Exercise requirements: From the records, report how many lines hold the word "this", with the number as the sole reply.

Excerpted data:
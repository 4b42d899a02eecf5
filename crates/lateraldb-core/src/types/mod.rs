//! Scalar field types with natural ordering.

mod date;
mod decimal;

pub use date::Date;
pub use decimal::Decimal;
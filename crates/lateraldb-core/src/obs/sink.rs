//! Metrics sink boundary.
//!
//! Core DB logic MUST NOT depend on obs::metrics directly.
//! All instrumentation flows through MetricsEvent and MetricsSink.

use crate::obs::metrics::{self, EventReport};
use std::cell::Cell;

thread_local! {
    static SINK_OVERRIDE: Cell<Option<&'static dyn MetricsSink>> = const { Cell::new(None) };
}

///
/// MetricsEvent
///

#[derive(Clone, Copy, Debug, Eq, PartialEq)]
pub enum MetricsEvent {
    QueryStart {
        entity_path: &'static str,
    },
    RowsScanned {
        entity_path: &'static str,
        rows_scanned: u64,
    },
    LateralGroup {
        candidates: u64,
        selected: u64,
    },
    JoinDrop,
    NullFill,
    QueryFinish {
        entity_path: &'static str,
        rows_emitted: u64,
    },
    Persist {
        entity_path: &'static str,
    },
    Commit {
        rows_written: u64,
    },
    Rollback,
}

///
/// MetricsSink
///

pub trait MetricsSink {
    fn record(&self, event: MetricsEvent);
}

/// GlobalMetricsSink
/// Default thread-local sink that writes into global metrics state.
/// Acts as the concrete sink when no scoped override is installed.

pub(crate) struct GlobalMetricsSink;

impl MetricsSink for GlobalMetricsSink {
    fn record(&self, event: MetricsEvent) {
        metrics::with_state_mut(|m| match event {
            MetricsEvent::QueryStart { entity_path } => {
                m.ops.query_calls = m.ops.query_calls.saturating_add(1);
                let entry = m.entities.entry(entity_path.to_string()).or_default();
                entry.query_calls = entry.query_calls.saturating_add(1);
            }

            MetricsEvent::RowsScanned {
                entity_path,
                rows_scanned,
            } => {
                m.ops.rows_scanned = m.ops.rows_scanned.saturating_add(rows_scanned);
                let entry = m.entities.entry(entity_path.to_string()).or_default();
                entry.rows_scanned = entry.rows_scanned.saturating_add(rows_scanned);
            }

            MetricsEvent::LateralGroup {
                candidates,
                selected,
            } => {
                m.ops.lateral_groups = m.ops.lateral_groups.saturating_add(1);
                m.ops.lateral_candidates = m.ops.lateral_candidates.saturating_add(candidates);
                m.ops.lateral_selected = m.ops.lateral_selected.saturating_add(selected);
            }

            MetricsEvent::JoinDrop => {
                m.ops.inner_drops = m.ops.inner_drops.saturating_add(1);
            }

            MetricsEvent::NullFill => {
                m.ops.left_null_fills = m.ops.left_null_fills.saturating_add(1);
            }

            MetricsEvent::QueryFinish {
                entity_path,
                rows_emitted,
            } => {
                m.ops.rows_emitted = m.ops.rows_emitted.saturating_add(rows_emitted);
                let entry = m.entities.entry(entity_path.to_string()).or_default();
                entry.rows_emitted = entry.rows_emitted.saturating_add(rows_emitted);
            }

            MetricsEvent::Persist { entity_path } => {
                m.ops.persist_calls = m.ops.persist_calls.saturating_add(1);
                let entry = m.entities.entry(entity_path.to_string()).or_default();
                entry.persist_calls = entry.persist_calls.saturating_add(1);
            }

            MetricsEvent::Commit { rows_written } => {
                m.ops.commits = m.ops.commits.saturating_add(1);
                m.ops.rows_written = m.ops.rows_written.saturating_add(rows_written);
            }

            MetricsEvent::Rollback => {
                m.ops.rollbacks = m.ops.rollbacks.saturating_add(1);
            }
        });
    }
}

pub(crate) const GLOBAL_METRICS_SINK: GlobalMetricsSink = GlobalMetricsSink;

/// Route one event to the scoped override, or the global sink.
pub(crate) fn record(event: MetricsEvent) {
    match SINK_OVERRIDE.with(Cell::get) {
        Some(sink) => sink.record(event),
        None => GLOBAL_METRICS_SINK.record(event),
    }
}

/// Snapshot the current thread's metrics state.
#[must_use]
pub fn metrics_report() -> EventReport {
    metrics::report()
}

/// Reset all metrics state on the current thread.
pub fn metrics_reset_all() {
    metrics::reset_all();
}

/// Run a closure with a temporary metrics sink override.
pub(crate) fn with_metrics_sink<T>(sink: &'static dyn MetricsSink, f: impl FnOnce() -> T) -> T {
    struct Guard(Option<&'static dyn MetricsSink>);

    impl Drop for Guard {
        fn drop(&mut self) {
            SINK_OVERRIDE.with(|cell| cell.set(self.0));
        }
    }

    let prev = SINK_OVERRIDE.with(|cell| cell.replace(Some(sink)));
    let _guard = Guard(prev);

    f()
}
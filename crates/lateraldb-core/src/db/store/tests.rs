use super::*;
use crate::{
    error::ErrorClass,
    test_fixtures::{self, case, payment},
    types::Decimal,
};

fn store() -> DataStore {
    DataStore::new(&test_fixtures::schema())
}

#[test]
fn rows_for_preserves_insertion_order() {
    let mut store = store();
    store.insert("payment", payment(9, 1, 0, 5)).expect("insert");
    store.insert("payment", payment(3, 1, 1, 10)).expect("insert");
    store.insert("payment", payment(5, 2, 2, 1)).expect("insert");

    let ids: Vec<_> = store
        .rows_for("payment")
        .expect("payments")
        .iter()
        .map(|row| row.values()[0].clone())
        .collect();

    assert_eq!(ids, vec![Value::Uint(9), Value::Uint(3), Value::Uint(5)]);
    assert_eq!(store.len(), 3);
}

#[test]
fn unknown_entity_is_not_found() {
    let store = store();
    let err = store.rows_for("invoice").expect_err("unknown entity");

    assert!(err.is_not_found());
    assert_eq!(
        err.message,
        "unknown entity collection: 'invoice'".to_string()
    );
    assert!(store.model("invoice").is_err());
}

#[test]
fn duplicate_primary_key_conflicts() {
    let mut store = store();
    store.insert("case", case(1)).expect("insert");
    let err = store.insert("case", case(1)).expect_err("duplicate");

    assert_eq!(err.class, ErrorClass::Conflict);
    assert!(matches!(
        err.store_detail(),
        Some(StoreError::DuplicateKey { key, .. }) if key == "1"
    ));
}

#[test]
fn arity_and_null_violations_are_rejected() {
    let mut store = store();

    let err = store
        .insert("case", vec![Value::Uint(1)])
        .expect_err("short row");
    assert!(matches!(
        err.store_detail(),
        Some(StoreError::ArityMismatch {
            expected: 2,
            found: 1,
            ..
        })
    ));

    let err = store
        .insert("case", vec![Value::Null, Value::Text("x".to_string())])
        .expect_err("null pk");
    assert!(matches!(
        err.store_detail(),
        Some(StoreError::NullViolation { field, .. }) if field == "id"
    ));
}

#[test]
fn values_are_coerced_into_declared_kinds() {
    let mut store = store();
    let row = store
        .insert(
            "payment",
            vec![Value::Int(1), Value::Int(4), Value::Null, Value::Int(12)],
        )
        .expect("coercible row")
        .clone();

    assert_eq!(row.values()[0], Value::Uint(1));
    assert_eq!(row.values()[2], Value::Null);
    assert_eq!(row.values()[3], Value::Decimal(Decimal::from(12)));

    let err = store
        .insert(
            "payment",
            vec![
                Value::Uint(2),
                Value::Uint(4),
                Value::Text("today".to_string()),
                Value::Null,
            ],
        )
        .expect_err("text into date");
    assert!(matches!(
        err.store_detail(),
        Some(StoreError::TypeMismatch { expected, found, .. })
            if expected == "date" && found == "text"
    ));
}

#[test]
fn primary_key_lookup_matches_numerically() {
    let mut store = store();
    store.insert("case", case(4)).expect("insert");

    let found = store.get("case", &Value::Int(4)).expect("lookup");
    assert!(found.is_some());
    assert!(store.get("case", &Value::Uint(5)).expect("lookup").is_none());
}
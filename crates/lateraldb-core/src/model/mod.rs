//! Runtime data model definitions.
//!
//! Types in `model` are the explicit, declarative mapping of entities onto
//! positional rows: field layouts, primary keys, and the relations a query
//! may correlate through. They are plain `static` data, validated once by
//! [`schema::Schema`] and then shared by the store, planner, and executor.

pub mod entity;
pub mod field;
pub mod relation;
pub mod schema;
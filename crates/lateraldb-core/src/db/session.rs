use crate::{
    db::{
        Db,
        executor::{Comparator, JoinExecutor},
        query::plan::{ExecutablePlan, QueryPlan},
        response::JoinResult,
        store::{DataStore, Row, RowSource},
    },
    error::{InternalError, NotFoundError},
    obs::sink::{MetricsEvent, MetricsSink, record, with_metrics_sink},
    traits::EntityValue,
    value::{Value, natural_cmp},
};

///
/// DbSession
///
/// Session-scoped database handle with policy (debug, metrics, comparator)
/// and execution routing.
///

#[derive(Clone)]
pub struct DbSession {
    db: Db,
    debug: bool,
    metrics: Option<&'static dyn MetricsSink>,
    comparator: Comparator,
}

impl DbSession {
    #[must_use]
    pub const fn new(db: Db) -> Self {
        Self {
            db,
            debug: false,
            metrics: None,
            comparator: natural_cmp,
        }
    }

    #[must_use]
    pub const fn debug(mut self) -> Self {
        self.debug = true;
        self
    }

    #[must_use]
    pub const fn metrics_sink(mut self, sink: &'static dyn MetricsSink) -> Self {
        self.metrics = Some(sink);
        self
    }

    /// Order lateral subqueries with `comparator` instead of natural order.
    #[must_use]
    pub const fn comparator(mut self, comparator: Comparator) -> Self {
        self.comparator = comparator;
        self
    }

    fn with_metrics<T>(&self, f: impl FnOnce() -> T) -> T {
        if let Some(sink) = self.metrics {
            with_metrics_sink(sink, f)
        } else {
            f()
        }
    }

    /// Resolve a plan against this database's schema.
    pub fn compile(&self, plan: &QueryPlan) -> Result<ExecutablePlan, InternalError> {
        plan.compile(self.db.schema())
    }

    /// Compile and run a plan against the committed store.
    pub fn execute_query(&self, plan: &QueryPlan) -> Result<JoinResult, InternalError> {
        let executable = self.compile(plan)?;

        self.with_metrics(|| {
            self.db
                .with_committed(|store| self.executor(store).execute(&executable))
        })
    }

    /// Begin a snapshot transaction.
    pub fn begin_transaction(&self) -> Result<Transaction<'_>, InternalError> {
        let (store, version) = self.db.snapshot()?;

        Ok(Transaction {
            session: self,
            store,
            version,
            rows_written: 0,
            finished: false,
        })
    }

    /// Run `f` in a transaction: commit on `Ok`, discard on `Err`.
    pub fn in_transaction<T>(
        &self,
        f: impl FnOnce(&mut Transaction<'_>) -> Result<T, InternalError>,
    ) -> Result<T, InternalError> {
        let mut tx = self.begin_transaction()?;
        let value = f(&mut tx)?;
        tx.commit()?;

        Ok(value)
    }

    fn executor<'s>(&self, store: &'s DataStore) -> JoinExecutor<'s, DataStore> {
        JoinExecutor::new(store, self.debug).with_comparator(self.comparator)
    }
}

///
/// Transaction
///
/// Private copy of the committed store taken at begin. Writes are staged
/// locally and become visible to others only on [`Transaction::commit`];
/// dropping an uncommitted transaction discards them.
///

pub struct Transaction<'s> {
    session: &'s DbSession,
    store: DataStore,
    version: u64,
    rows_written: u64,
    finished: bool,
}

impl Transaction<'_> {
    /// Validate and stage a typed entity.
    pub fn persist<E: EntityValue>(&mut self, entity: &E) -> Result<(), InternalError> {
        self.persist_row(E::MODEL.entity_name, entity.field_values())
    }

    /// Validate and stage positional values for `entity`.
    pub fn persist_row(&mut self, entity: &str, values: Vec<Value>) -> Result<(), InternalError> {
        let model = self.store.model(entity)?;
        let row = self.store.insert(entity, values)?;
        let key = model
            .primary_key_index()
            .and_then(|index| row.get(index))
            .cloned()
            .unwrap_or(Value::Null);
        self.rows_written += 1;

        let entity_path = model.path;
        self.session
            .with_metrics(|| record(MetricsEvent::Persist { entity_path }));
        if self.session.debug {
            tracing::debug!(target: "lateraldb::session", entity, %key, "persist");
        }

        Ok(())
    }

    /// Primary-key lookup; sees this transaction's own writes.
    pub fn load(&self, entity: &str, key: impl Into<Value>) -> Result<&Row, InternalError> {
        let key = key.into();

        self.store.get(entity, &key)?.ok_or_else(|| {
            InternalError::not_found(NotFoundError::Key {
                entity: entity.to_string(),
                key: key.to_string(),
            })
        })
    }

    /// Compile and run a plan against this transaction's snapshot.
    pub fn execute_query(&self, plan: &QueryPlan) -> Result<JoinResult, InternalError> {
        let executable = self.session.compile(plan)?;

        self.session
            .with_metrics(|| self.session.executor(&self.store).execute(&executable))
    }

    /// Publish staged writes.
    ///
    /// Fails with a conflict when another transaction committed after this
    /// one began; the staged writes are then discarded.
    pub fn commit(mut self) -> Result<(), InternalError> {
        self.finished = true;
        let store = std::mem::take(&mut self.store);
        let rows_written = self.rows_written;

        let result = self.session.db.commit(store, self.version);
        self.session.with_metrics(|| match &result {
            Ok(_) => record(MetricsEvent::Commit { rows_written }),
            Err(_) => record(MetricsEvent::Rollback),
        });

        let version = result?;
        if self.session.debug {
            tracing::debug!(target: "lateraldb::session", version, rows_written, "commit");
        }

        Ok(())
    }
}

impl Drop for Transaction<'_> {
    fn drop(&mut self) {
        if !self.finished {
            self.session.with_metrics(|| record(MetricsEvent::Rollback));
        }
    }
}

Written answer: 4